__Task objective__.
Scan the following material for the string "HiLoOptimizer" and copy each line in which it appears.

__Exercise materials__.
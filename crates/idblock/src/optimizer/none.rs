#[cfg(feature = "tracing")]
use tracing::instrument;

use crate::{
    error::{ConfigError, Error},
    factory::Policy,
    optimizer::{BlockOptimizer, StateCell, fetch_skipping_zero, validate_increment},
    source::AccessCallback,
};

/// An optimizer that does no batching at all.
///
/// Every call to [`BlockOptimizer::generate`] reaches the source exactly once,
/// plus one extra call at cold start if the source's first value is `0`.
///
/// ## Recommended When
/// - The increment size is `1`
/// - Gaps in the identifier space are unacceptable
///
/// ## See Also
/// - [`HiLoOptimizer`]
/// - [`PooledOptimizer`]
///
/// [`HiLoOptimizer`]: crate::HiLoOptimizer
/// [`PooledOptimizer`]: crate::PooledOptimizer
#[derive(Debug)]
pub struct NoopOptimizer {
    increment: i64,
    last_source_value: StateCell<Option<i64>>,
}

impl NoopOptimizer {
    /// Creates a non-batching optimizer.
    ///
    /// The increment size is only recorded; the source is expected to advance
    /// by one.
    ///
    /// # Errors
    ///
    /// Returns [`ConfigError::InvalidIncrement`] if `increment < 1`.
    pub fn new(increment: i64) -> Result<Self, ConfigError> {
        let increment = validate_increment(increment)?;
        Ok(Self {
            increment,
            last_source_value: StateCell::new(None),
        })
    }
}

impl BlockOptimizer for NoopOptimizer {
    fn policy(&self) -> Policy {
        Policy::None
    }

    fn increment_size(&self) -> i64 {
        self.increment
    }

    fn last_source_value(&self) -> Result<Option<i64>, Error> {
        Ok(*self.last_source_value.lock()?)
    }

    #[cfg_attr(feature = "tracing", instrument(level = "trace", skip_all))]
    fn generate<C: AccessCallback>(&self, source: &C) -> Result<i64, Error<C::Err>> {
        let mut last = self.last_source_value.lock()?;
        let value = fetch_skipping_zero(source)?;
        *last = Some(value);
        Ok(value)
    }
}
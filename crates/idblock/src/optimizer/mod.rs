mod hilo;
mod interface;
mod mutex;
mod none;
mod pooled;
mod pooled_lo;
#[cfg(test)]
mod tests;

pub use hilo::*;
pub use interface::*;
pub(crate) use mutex::*;
pub use none::*;
pub use pooled::*;
pub use pooled_lo::*;
use core::fmt;

use crate::error::Error;

#[cfg(not(feature = "parking-lot"))]
pub(crate) use std::sync::{Mutex, MutexGuard, PoisonError};

#[cfg(feature = "parking-lot")]
pub(crate) use parking_lot::{Mutex, MutexGuard};

/// The single guarded region holding an optimizer's counters.
///
/// Nothing outside the guard can touch the state, and the source call that
/// decides a refill happens while the guard is held.
#[derive(Debug)]
pub(crate) struct StateCell<S> {
    #[cfg(feature = "cache-padded")]
    inner: crossbeam_utils::CachePadded<Mutex<S>>,
    #[cfg(not(feature = "cache-padded"))]
    inner: Mutex<S>,
}

impl<S> StateCell<S> {
    pub(crate) fn new(state: S) -> Self {
        Self {
            #[cfg(feature = "cache-padded")]
            inner: crossbeam_utils::CachePadded::new(Mutex::new(state)),
            #[cfg(not(feature = "cache-padded"))]
            inner: Mutex::new(state),
        }
    }

    pub(crate) fn lock<E: fmt::Debug>(&self) -> Result<MutexGuard<'_, S>, Error<E>> {
        #[cfg(feature = "parking-lot")]
        {
            Ok(self.inner.lock())
        }
        #[cfg(not(feature = "parking-lot"))]
        {
            Ok(self.inner.lock()?)
        }
    }
}
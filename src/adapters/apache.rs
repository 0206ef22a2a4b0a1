use async_trait::async_trait;
use std::path::{Path, PathBuf};

use super::{AdapterContext, ServiceAdapter, StartStatus, StopStatus, TrackedProcess};
use crate::configurator::{self, RenderPaths, RenderedConfig};
use crate::error::{PanelError, Result};
use crate::module::{InstallRef, ModuleKind, PhpBinding};
use crate::runner::{LaunchSpec, ProcessHandle};
use crate::topology::Topology;

/// Apache httpd, serving directly or as the proxied origin in hybrid mode.
pub struct ApacheServer {
    install: InstallRef,
    php: PhpBinding,
    topology: Topology,
    process: TrackedProcess,
}

impl ApacheServer {
    pub fn new(
        ctx: AdapterContext,
        topology: Topology,
        install: InstallRef,
        php: PhpBinding,
    ) -> Result<Self> {
        if !topology.runs(ModuleKind::Apache) {
            return Err(PanelError::NotInTopology {
                server: ModuleKind::Apache,
                topology,
            });
        }
        Ok(Self {
            install,
            php,
            topology,
            process: TrackedProcess::new(ModuleKind::Apache, ctx),
        })
    }

    pub fn config_path(&self) -> PathBuf {
        configurator::target_path(
            ModuleKind::Apache,
            self.topology,
            &self.process.ctx().layout.userdata_dir(),
        )
    }

    pub fn render(&self) -> Result<RenderedConfig> {
        let paths = RenderPaths {
            php: Some(self.php.clone()),
            apache: Some(self.install.clone()),
            ..RenderPaths::new(&self.process.ctx().layout)?
        };
        configurator::render(ModuleKind::Apache, self.topology, &paths)
    }

    fn launch_spec(&self, config: &Path) -> LaunchSpec {
        let root = &self.install.root;
        let spec = LaunchSpec::new(
            ModuleKind::Apache,
            ModuleKind::Apache.locate_executable(root),
            self.process.log_sink(),
        )
        .arg("-f")
        .arg(config.display().to_string())
        .arg("-d")
        .arg(root.display().to_string())
        .working_dir(root);

        if cfg!(unix) {
            spec.arg("-DFOREGROUND")
        } else {
            spec
        }
    }
}

#[async_trait]
impl ServiceAdapter for ApacheServer {
    fn kind(&self) -> ModuleKind {
        ModuleKind::Apache
    }

    fn version(&self) -> &str {
        &self.install.version
    }

    fn configure(&self) -> Result<Option<PathBuf>> {
        let rendered = self.render()?;
        rendered.write_atomic()?;
        Ok(Some(rendered.target))
    }

    async fn start(&self) -> Result<StartStatus> {
        let config = match self.configure() {
            Ok(path) => path.unwrap_or_else(|| self.config_path()),
            Err(e) => {
                self.process.ctx().events.error(ModuleKind::Apache, e.to_string());
                return Err(e);
            }
        };
        self.process.launch(self.launch_spec(&config)).await
    }

    async fn stop(&self) -> Result<StopStatus> {
        self.process.stop().await
    }

    async fn reap_orphans(&self) -> Result<usize> {
        self.process
            .reap(&[ModuleKind::Apache.executable_name()])
            .await
    }

    fn is_running(&self) -> bool {
        self.process.is_running()
    }

    fn handle(&self) -> Option<ProcessHandle> {
        self.process.handle()
    }
}

#[cfg(test)]
mod tests {
    use super::*;
    use crate::adapters::fixtures::Fixture;

    fn apache(fx: &Fixture, topology: Topology) -> ApacheServer {
        let php = PhpBinding::new(fx.install(ModuleKind::Php, "8.2.12")).unwrap();
        let install = fx.install(ModuleKind::Apache, "2.4.58");
        ApacheServer::new(fx.ctx(), topology, install, php).unwrap()
    }

    #[tokio::test]
    async fn start_writes_config_then_launches_httpd() {
        let fx = Fixture::new();
        let apache = apache(&fx, Topology::ApacheOnly);

        apache.start().await.unwrap();

        let config = fx.layout.userdata_dir().join("apache.conf");
        let text = std::fs::read_to_string(&config).unwrap();
        assert!(text.contains("/php/8.2.12"));

        let spec = &fx.runner.specs()[0];
        assert_eq!(spec.executable(), "httpd");
        assert_eq!(spec.args[0], "-f");
        assert_eq!(spec.args[1], config.display().to_string());
        assert_eq!(spec.args[2], "-d");
    }

    #[tokio::test]
    async fn hybrid_writes_hybrid_config() {
        let fx = Fixture::new();
        let apache = apache(&fx, Topology::Hybrid);

        assert_eq!(
            apache.configure().unwrap(),
            Some(fx.layout.userdata_dir().join("apache_hybrid.conf"))
        );
    }

    #[test]
    fn nginx_only_topology_is_rejected() {
        let fx = Fixture::new();
        let php = PhpBinding::new(fx.install(ModuleKind::Php, "8.2.12")).unwrap();
        let install = fx.install(ModuleKind::Apache, "2.4.58");
        assert!(matches!(
            ApacheServer::new(fx.ctx(), Topology::NginxOnly, install, php),
            Err(PanelError::NotInTopology { .. })
        ));
    }
}
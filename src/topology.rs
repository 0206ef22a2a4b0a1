use serde::{Deserialize, Serialize};
use std::fmt;

use crate::error::{PanelError, Result};
use crate::module::{InstallRef, ModuleKind, PhpBinding};
use crate::preferences::Preferences;
use crate::registry::ModuleRegistry;

/// Arrangement of the web servers, derived from their enabled flags.
#[derive(Debug, Clone, Copy, PartialEq, Eq, Hash, Serialize, Deserialize)]
#[serde(rename_all = "snake_case")]
pub enum Topology {
    None,
    ApacheOnly,
    NginxOnly,
    /// Nginx on the public port proxying to Apache on the internal port
    Hybrid,
}

impl Topology {
    pub fn resolve(apache_enabled: bool, nginx_enabled: bool) -> Self {
        match (apache_enabled, nginx_enabled) {
            (true, true) => Topology::Hybrid,
            (true, false) => Topology::ApacheOnly,
            (false, true) => Topology::NginxOnly,
            (false, false) => Topology::None,
        }
    }

    pub fn runs(&self, server: ModuleKind) -> bool {
        match server {
            ModuleKind::Php => *self != Topology::None,
            ModuleKind::Apache => matches!(self, Topology::ApacheOnly | Topology::Hybrid),
            ModuleKind::Nginx => matches!(self, Topology::NginxOnly | Topology::Hybrid),
            _ => false,
        }
    }

    /// Dependency-first launch order: PHP, then the proxied origin, then the proxy.
    pub fn launch_order(&self) -> Vec<ModuleKind> {
        [ModuleKind::Php, ModuleKind::Apache, ModuleKind::Nginx]
            .into_iter()
            .filter(|kind| self.runs(*kind))
            .collect()
    }

    pub fn as_str(&self) -> &'static str {
        match self {
            Topology::None => "none",
            Topology::ApacheOnly => "apache-only",
            Topology::NginxOnly => "nginx-only",
            Topology::Hybrid => "hybrid",
        }
    }

    pub fn describe(&self) -> &'static str {
        match self {
            Topology::None => "web server disabled",
            Topology::ApacheOnly => "Apache serves directly",
            Topology::NginxOnly => "Nginx serves directly",
            Topology::Hybrid => "Nginx proxies to Apache",
        }
    }
}

impl fmt::Display for Topology {
    fn fmt(&self, f: &mut fmt::Formatter<'_>) -> fmt::Result {
        f.write_str(self.as_str())
    }
}

/// Topology plus the concrete installs it runs.
#[derive(Debug, Clone, PartialEq, Eq, Serialize, Deserialize)]
pub struct StackPlan {
    pub topology: Topology,
    pub php: Option<PhpBinding>,
    pub apache: Option<InstallRef>,
    pub nginx: Option<InstallRef>,
}

impl StackPlan {
    pub fn idle() -> Self {
        Self {
            topology: Topology::None,
            php: None,
            apache: None,
            nginx: None,
        }
    }

    /// Resolve the desired stack. Fails before any process is touched when a
    /// required selection is missing, not installed, or has no parsable version.
    pub fn resolve(preferences: &Preferences, registry: &ModuleRegistry) -> Result<Self> {
        let apache = preferences.module_state(ModuleKind::Apache);
        let nginx = preferences.module_state(ModuleKind::Nginx);
        let topology = Topology::resolve(apache.enabled, nginx.enabled);

        if topology == Topology::None {
            return Ok(Self::idle());
        }

        let selected = |kind: ModuleKind| -> Result<InstallRef> {
            let state = preferences.module_state(kind);
            let version = state.selected_version.ok_or_else(|| PanelError::MissingDependency {
                module: kind,
                detail: format!("no version selected for the {} topology", topology),
            })?;
            registry
                .find(kind, &version)
                .cloned()
                .ok_or(PanelError::VersionNotInstalled {
                    module: kind,
                    version,
                })
        };

        let php = PhpBinding::new(selected(ModuleKind::Php)?)?;
        let apache = if topology.runs(ModuleKind::Apache) {
            Some(selected(ModuleKind::Apache)?)
        } else {
            None
        };
        let nginx = if topology.runs(ModuleKind::Nginx) {
            Some(selected(ModuleKind::Nginx)?)
        } else {
            None
        };

        Ok(Self {
            topology,
            php: Some(php),
            apache,
            nginx,
        })
    }
}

__Solution__.
/// - [`HiLoOptimizer`]
/// [`HiLoOptimizer`]: crate::HiLoOptimizer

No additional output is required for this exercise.